FIG 4.

β1-Integrin regulates Rad51 protein levels and recruitment to DSB sites and promotes HR. (A) T4-2 and S1 cells were electroporated with mammalian expression vectors encoding Flag-tagged β1-integrin or with GFP as a control. Cells were lysed 48 h following electroporation and subjected to immunoblotting with β1-integrin and Rad51 antibodies.
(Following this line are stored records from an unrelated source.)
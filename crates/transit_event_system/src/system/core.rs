/// Core EventBus implementation
use crate::events::{EventHandler, EventKind};
use super::stats::EventBusStats;
use dashmap::DashMap;
use std::sync::atomic::{AtomicBool, AtomicU64, Ordering};
use std::sync::Arc;
use tokio::sync::RwLock;
use tracing::info;

/// Identifier returned when a handler is registered, used to remove it again.
#[derive(Debug, Clone, Copy, PartialEq, Eq, Hash)]
pub struct HandlerId(pub(super) u64);

/// A handler together with the id it was registered under.
#[derive(Debug, Clone)]
pub(super) struct RegisteredHandler {
    pub(super) id: HandlerId,
    pub(super) handler: Arc<dyn EventHandler>,
}

/// In-process typed publish/subscribe dispatcher, one per service tier.
///
/// Handlers are registered under the exact [`EventKind`] of the event they
/// consume. Publishing takes a snapshot of the handler list and invokes it
/// sequentially on the publishing task, so registrations made while a publish
/// is in flight only affect later publishes.
///
/// Uses DashMap for the handler registry so producers and consumers on
/// different tasks never contend on a bus-wide lock.
pub struct EventBus {
    /// Map of event kinds to their registered handlers, in insertion order
    pub(super) handlers: DashMap<EventKind, Vec<RegisteredHandler>>,
    /// Publication gate; events published while stopped are dropped
    pub(super) running: AtomicBool,
    /// Source of handler ids
    pub(super) next_handler_id: AtomicU64,
    /// Bus statistics for monitoring
    pub(super) stats: RwLock<EventBusStats>,
}

impl std::fmt::Debug for EventBus {
    fn fmt(&self, f: &mut std::fmt::Formatter<'_>) -> std::fmt::Result {
        f.debug_struct("EventBus")
            .field("handlers", &"[handlers]")
            .field("running", &self.is_running())
            .finish()
    }
}

impl EventBus {
    /// Creates a stopped bus with no registered handlers.
    pub fn new() -> Self {
        Self {
            handlers: DashMap::new(),
            running: AtomicBool::new(false),
            next_handler_id: AtomicU64::new(1),
            stats: RwLock::new(EventBusStats::default()),
        }
    }

    /// Opens the publication gate.
    pub fn start(&self) {
        if !self.running.swap(true, Ordering::AcqRel) {
            info!("🚌 Event bus started");
        }
    }

    /// Closes the publication gate. Events published afterwards are dropped,
    /// not queued.
    pub fn stop(&self) {
        if self.running.swap(false, Ordering::AcqRel) {
            info!("🛑 Event bus stopped");
        }
    }

    #[inline]
    pub fn is_running(&self) -> bool {
        self.running.load(Ordering::Acquire)
    }

    /// Gets the current bus statistics
    pub async fn get_stats(&self) -> EventBusStats {
        self.stats.read().await.clone()
    }

    /// Number of handlers currently registered for `kind`.
    pub fn handler_count(&self, kind: EventKind) -> usize {
        self.handlers.get(&kind).map(|entry| entry.len()).unwrap_or(0)
    }
}

impl Default for EventBus {
    fn default() -> Self {
        Self::new()
    }
}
Tubulin served as an internal loading control. (B and C) Western blot analysis of Rad51 in whole-cell lysates prepared from malignant breast cancer T4-2 cells treated with the β1-integrin inhibitory monoclonal antibody AIIB2 (0.1 μg/μl) or nonspecific rat IgG before exposure to IR (tubulin served as a loading control). (D) HR was assessed using a DR-GFP reporter assay, as described in Materials and Methods, using T4-2 cells electroporated with control siRNA or Rad51 siRNA or treated with AIIB2 or IgG (“control” represents both control siRNA and IgG). (E) DR95hyg-xt cells were electroporated with either control siRNA or β1-integrin siRNA and harvested after 48 h. Cell lysates were immunoblotted for the indicated proteins. (F and G) ChIP analysis of Rad51 (F) and γ-H2AX (G) on a unique DSB induced by I-SceI in vivo in DR95hyg-xt cells treated with control siRNA (siCon) or β1-integrin siRNA (siβ1), before and after DSB induction by I-SceI transfection. Real-time PCR on ChIP samples used primers directed at nucleotides 94 to 378 from the DSB. The enrichment of Rad51 and γ-H2AX after induction of the DSB was compared with that of an IgG control. (D, F, and G) Columns represent the means (n = 3), and bars represent the SDs; **, P < 0.01; ***, P < 0.001.